TDR: I read a review recently that described Rick Moody’s struggle between “running with the fast crowd” and being “an old-fashioned storyteller”. In other words, the reviewer thought Moody straddled the line between post-modern showiness and more standard prose values like plot, character, and setting. First, where would you place yourself on this spectrum? And second, how well do you think Canadian literature in general is doing at articulating the aesthetic struggles of our times?

MATHUR: Deep question. Interesting how that reviewer pretends there are such absurdly oppositional categories. Take a look at Rushdie – is he “old-fashioned” using, as he does, oral storytelling techniques that are quite ancient, or is he a “fast-crowd dude” cuz he plays with postcolonial and postmodern issues? 

My work, well, it depends on which project I’m working on, I guess. In my previous novel, I used the elements of the mystery-genre, but I also played with perceptions of time and, of course, Hindu cosmology. And, yes, I do theorize my work which, in my mind simply means discussing how and why I (and others) write and what social and political consequences that might have. But that does lead to others constructing me, perhaps, as “postmodern” – one such writer came up to me at a party recently and, after chatting with me for less than a minute, asked me if I was “one of those writers who puts slashes in your writing?” 
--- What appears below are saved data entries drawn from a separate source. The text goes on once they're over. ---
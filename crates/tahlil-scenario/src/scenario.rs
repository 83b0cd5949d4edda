//! Scenario state machine and per-year evaluation.
//!
//! `defined -> projected -> evaluated`, with `failed` reachable from
//! definition (invalid assumptions) or projection (unusable baseline).
//! Evaluation reuses the Computation Core and Classifier: each projected
//! year is appended to the real series and analyzed like a real period.

use crate::assumptions::Assumptions;
use crate::error::{ScenarioError, ScenarioResult};
use crate::projection::{net_present_value, project, ProjectedYear};
use rust_decimal::Decimal;
use serde::{Deserialize, Serialize};
use tahlil_analytics::{registry, ComputeInput};
use tahlil_core::types::{
    AnalysisResult, CompanyContext, Outcome, StatementSeries, Status,
};
use tahlil_rating::{classify, compare, narrate};

/// Units evaluated for every projected year.
const PROJECTED_UNITS: &[&str] = &[
    "operating_profit_margin",
    "net_profit_margin",
    "free_cash_flow_margin",
    "revenue_growth",
];

/// Lifecycle of a scenario.
#[derive(Debug, Clone, Copy, PartialEq, Eq, Serialize, Deserialize)]
#[serde(rename_all = "kebab-case")]
pub enum ScenarioState {
    /// Assumptions validated, nothing projected yet.
    Defined,
    /// Projection complete.
    Projected,
    /// Projection and evaluation complete.
    Evaluated,
    /// Definition or projection failed.
    Failed,
}

impl ScenarioState {
    fn name(self) -> &'static str {
        match self {
            ScenarioState::Defined => "defined",
            ScenarioState::Projected => "projected",
            ScenarioState::Evaluated => "evaluated",
            ScenarioState::Failed => "failed",
        }
    }
}

/// Analysis results for one projected year.
#[derive(Debug, Clone, PartialEq, Serialize, Deserialize)]
pub struct YearEvaluation {
    /// Projected fiscal year.
    pub year: i32,
    /// Results of the projected-unit set for that year.
    pub results: Vec<AnalysisResult>,
}

/// The complete output of one scenario run.
#[derive(Debug, Clone, PartialEq, Serialize, Deserialize)]
pub struct ScenarioReport {
    /// Scenario name.
    pub name: String,
    /// The assumption set that drove the run.
    pub assumptions: Assumptions,
    /// Projected statement-like records, year by year.
    pub yearly_projections: Vec<ProjectedYear>,
    /// Per-year analysis of the projections.
    pub evaluations: Vec<YearEvaluation>,
    /// NPV-derived implied value of the projected cash flows.
    pub npv_implied_value: Decimal,
}

/// A named assumption set moving through the projection lifecycle.
#[derive(Debug, Clone)]
pub struct Scenario {
    name: String,
    assumptions: Assumptions,
    state: ScenarioState,
    projections: Vec<ProjectedYear>,
    evaluations: Vec<YearEvaluation>,
}

impl Scenario {
    /// Validates the assumption set and defines the scenario.
    pub fn define(name: impl Into<String>, assumptions: Assumptions) -> ScenarioResult<Self> {
        assumptions.validate()?;
        Ok(Self {
            name: name.into(),
            assumptions,
            state: ScenarioState::Defined,
            projections: Vec::new(),
            evaluations: Vec::new(),
        })
    }

    /// Scenario name.
    #[must_use]
    pub fn name(&self) -> &str {
        &self.name
    }

    /// Current lifecycle state.
    #[must_use]
    pub fn state(&self) -> ScenarioState {
        self.state
    }

    /// The assumption set.
    #[must_use]
    pub fn assumptions(&self) -> &Assumptions {
        &self.assumptions
    }

    /// Projects forward from the latest statement of `series`.
    pub fn project(&mut self, series: &StatementSeries) -> ScenarioResult<&[ProjectedYear]> {
        if self.state != ScenarioState::Defined {
            return Err(ScenarioError::InvalidState {
                expected: "defined",
                actual: self.state.name(),
            });
        }
        match project(series, &self.assumptions) {
            Ok(projections) => {
                self.projections = projections;
                self.state = ScenarioState::Projected;
                Ok(&self.projections)
            }
            Err(err) => {
                self.state = ScenarioState::Failed;
                Err(err)
            }
        }
    }

    /// Evaluates each projected year through the Computation Core and
    /// Classifier.
    pub fn evaluate(
        &mut self,
        series: &StatementSeries,
        context: &CompanyContext,
    ) -> ScenarioResult<&[YearEvaluation]> {
        if self.state != ScenarioState::Projected {
            return Err(ScenarioError::InvalidState {
                expected: "projected",
                actual: self.state.name(),
            });
        }

        let mut evaluations = Vec::with_capacity(self.projections.len());
        let mut augmented = series.clone();
        for projection in &self.projections {
            // Projected years never collide with real ones: projection
            // starts after the latest real year.
            augmented
                .push(projection.statement.clone())
                .map_err(|_| ScenarioError::InvalidState {
                    expected: "projected",
                    actual: "overlapping projection years",
                })?;
            let results = evaluate_year(&augmented, projection.year, context);
            evaluations.push(YearEvaluation {
                year: projection.year,
                results,
            });
        }
        self.evaluations = evaluations;
        self.state = ScenarioState::Evaluated;
        Ok(&self.evaluations)
    }

    /// Assembles the final report; consumes the scenario.
    pub fn into_report(self) -> ScenarioResult<ScenarioReport> {
        if self.state != ScenarioState::Evaluated {
            return Err(ScenarioError::InvalidState {
                expected: "evaluated",
                actual: self.state.name(),
            });
        }
        let npv = net_present_value(&self.projections, &self.assumptions)?;
        Ok(ScenarioReport {
            name: self.name,
            assumptions: self.assumptions,
            yearly_projections: self.projections,
            evaluations: self.evaluations,
            npv_implied_value: npv,
        })
    }

    /// Convenience: define, project, evaluate and report in one call.
    pub fn run(
        name: impl Into<String>,
        assumptions: Assumptions,
        series: &StatementSeries,
        context: &CompanyContext,
    ) -> ScenarioResult<ScenarioReport> {
        let mut scenario = Self::define(name, assumptions)?;
        scenario.project(series)?;
        scenario.evaluate(series, context)?;
        scenario.into_report()
    }
}

fn evaluate_year(
    augmented: &StatementSeries,
    year: i32,
    context: &CompanyContext,
) -> Vec<AnalysisResult> {
    let Some(statement) = augmented.statements().iter().find(|s| s.year == year) else {
        return Vec::new();
    };
    let input = ComputeInput::for_statement(augmented, statement, context);

    let mut results = Vec::with_capacity(PROJECTED_UNITS.len());
    for id in PROJECTED_UNITS {
        let Some(unit) = registry().get(id) else {
            continue;
        };
        let descriptor = unit.descriptor();
        let mut result = AnalysisResult {
            id: descriptor.id.to_string(),
            name: descriptor.name.clone(),
            category: descriptor.category,
            tier: descriptor.tier,
            status: Status::Unavailable,
            value: None,
            rating: None,
            benchmark: None,
            interpretation: None,
            recommendations: Vec::new(),
            unavailable_reason: None,
            failure: None,
        };
        match unit.compute(&input) {
            Outcome::NotComputable(reason) => {
                result.unavailable_reason = Some(reason);
            }
            Outcome::Value(value) => {
                let comparison = compare(value.scalar(), descriptor, context);
                let band = classify(value.scalar(), descriptor.direction, comparison.benchmark);
                let narrative = narrate(&value, band, descriptor);
                result.status = Status::Computed;
                result.value = Some(value);
                result.rating = Some(band);
                result.benchmark = Some(comparison);
                result.interpretation = Some(narrative.interpretation);
                result.recommendations = narrative.recommendations;
            }
        }
        results.push(result);
    }
    results
}

#[cfg(test)]
mod tests {
    use super::*;
    use rust_decimal_macros::dec;
    use tahlil_core::types::{Currency, IncomeStatement, Sector, Statement};

    fn series() -> StatementSeries {
        let mut series = StatementSeries::new("ACME");
        series
            .push(
                Statement::new(2024, Currency::SAR).with_income_statement(IncomeStatement {
                    revenue: Some(dec!(100_000)),
                    depreciation_amortization: Some(dec!(4_000)),
                    interest_expense: Some(dec!(1_000)),
                    ..IncomeStatement::default()
                }),
            )
            .unwrap();
        series
    }

    #[test]
    fn test_lifecycle() {
        let series = series();
        let context = CompanyContext::new("ACME", Sector::Industrial);
        let mut scenario = Scenario::define("base", Assumptions::base()).unwrap();
        assert_eq!(scenario.state(), ScenarioState::Defined);

        scenario.project(&series).unwrap();
        assert_eq!(scenario.state(), ScenarioState::Projected);

        scenario.evaluate(&series, &context).unwrap();
        assert_eq!(scenario.state(), ScenarioState::Evaluated);

        let report = scenario.into_report().unwrap();
        assert_eq!(report.yearly_projections.len(), 5);
        assert_eq!(report.evaluations.len(), 5);
    }

    #[test]
    fn test_invalid_assumptions_fail_definition() {
        let bad = Assumptions {
            revenue_growth: 5.0,
            ..Assumptions::base()
        };
        assert!(Scenario::define("broken", bad).is_err());
    }

    #[test]
    fn test_out_of_order_calls_rejected() {
        let series = series();
        let context = CompanyContext::new("ACME", Sector::Industrial);
        let mut scenario = Scenario::define("base", Assumptions::base()).unwrap();
        assert!(matches!(
            scenario.evaluate(&series, &context),
            Err(ScenarioError::InvalidState {
                expected: "projected",
                ..
            })
        ));
    }

    #[test]
    fn test_failed_projection_marks_failed() {
        let empty = StatementSeries::new("ACME");
        let mut scenario = Scenario::define("base", Assumptions::base()).unwrap();
        assert!(scenario.project(&empty).is_err());
        assert_eq!(scenario.state(), ScenarioState::Failed);
    }

    #[test]
    fn test_projected_margins_are_rated() {
        let series = series();
        let context = CompanyContext::new("ACME", Sector::Industrial);
        let report = Scenario::run("base", Assumptions::base(), &series, &context).unwrap();
        let first_year = &report.evaluations[0];
        let margin = first_year
            .results
            .iter()
            .find(|r| r.id == "operating_profit_margin")
            .unwrap();
        assert_eq!(margin.status, Status::Computed);
        assert!(margin.rating.is_some());
    }

    #[test]
    fn test_projected_revenue_growth_matches_assumption() {
        let series = series();
        let context = CompanyContext::new("ACME", Sector::Industrial);
        let assumptions = Assumptions {
            revenue_growth: 0.06,
            ..Assumptions::base()
        };
        let report = Scenario::run("growth", assumptions, &series, &context).unwrap();
        let growth = report.evaluations[0]
            .results
            .iter()
            .find(|r| r.id == "revenue_growth")
            .unwrap();
        // first projected year grows off the real baseline at exactly 6%
        match growth.value.as_ref().unwrap() {
            tahlil_core::types::AnalysisValue::Percent(p) => {
                assert!((*p - dec!(6)).abs() < dec!(0.0001));
            }
            other => panic!("unexpected {other:?}"),
        }
    }
}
Apart from showing his own fear and simplistic response to writing he might have to work through differently than he’s used to, this furthered the false gap between “traditional” (whatever that means to different folks) and “postmodern” (again, whatever that might mean!) But to your question of Canlit in general – one thing that it has utterly failed to do in recent years (perhaps ever, to any degree) is to challenge the status quo, to take on political and social issues with a fierceness and readiness featured in the literatures of other nations. 

My fear is that Canadian writing and writers will be folded into a capitalist enterprise (such as the publishing industry is becoming) to such an extent that the literature will be mere marketing, filling readerly demands and being consumed by the masses as a tool for promotion. If this seems outlandish, think of product placement in Hollywood film and, not far behind, various forms of literature: Mordecai Richler’s short story in Saturday Night a couple of years back, featuring the outline of an Absolut Vodka bottle (ala the corporation’s advertising campaign) in a story that prominently mentioned the brand name; or more recently, British writer Fay Weldon’s inclusion of the name of a well-to-do Italian jewelry company in her latest book, not simply as plot device, but because she was compensated by that very corporate interest. 

These are not anamolous cases in a world of increasing corporate control, and it remains to be seen how Canadian and other writers will continue to work, think, and create writing that is, independent of, or, god forbid, even critical of this trend.

TDR: What’s one question you've always wanted to be asked? (And the answer to that question!)

MATHUR: Q: “Now that capitalism has met its demise, what direction will the arts move in?” A: “Up.”